*** Begin section ***

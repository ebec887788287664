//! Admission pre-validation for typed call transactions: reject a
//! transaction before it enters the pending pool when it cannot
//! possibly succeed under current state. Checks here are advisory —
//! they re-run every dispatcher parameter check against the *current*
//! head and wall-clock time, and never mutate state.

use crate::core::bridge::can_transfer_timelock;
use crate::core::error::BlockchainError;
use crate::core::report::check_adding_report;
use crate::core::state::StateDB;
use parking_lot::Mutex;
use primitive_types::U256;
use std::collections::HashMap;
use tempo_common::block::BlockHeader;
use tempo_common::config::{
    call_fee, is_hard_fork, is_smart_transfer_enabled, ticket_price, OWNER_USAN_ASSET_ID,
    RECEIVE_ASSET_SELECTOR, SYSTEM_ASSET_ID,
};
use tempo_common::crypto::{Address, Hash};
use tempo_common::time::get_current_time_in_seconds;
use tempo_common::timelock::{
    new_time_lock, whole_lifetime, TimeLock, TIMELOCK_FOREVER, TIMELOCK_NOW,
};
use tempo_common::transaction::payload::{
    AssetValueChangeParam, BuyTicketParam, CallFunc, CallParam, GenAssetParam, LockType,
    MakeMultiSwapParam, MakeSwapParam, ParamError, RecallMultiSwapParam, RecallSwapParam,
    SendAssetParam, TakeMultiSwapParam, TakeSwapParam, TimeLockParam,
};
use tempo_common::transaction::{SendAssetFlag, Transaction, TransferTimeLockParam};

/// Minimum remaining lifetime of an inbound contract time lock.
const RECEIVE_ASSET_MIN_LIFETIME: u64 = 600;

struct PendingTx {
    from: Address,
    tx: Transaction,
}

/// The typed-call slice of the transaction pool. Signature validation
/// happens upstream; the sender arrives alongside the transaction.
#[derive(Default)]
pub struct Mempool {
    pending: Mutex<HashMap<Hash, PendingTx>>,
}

*** End section ***

All lines in the preceding records that hold the word "typed" need to be copied.

//! Admission pre-validation for typed call transactions: reject a
/// The typed-call slice of the transaction pool. Signature validation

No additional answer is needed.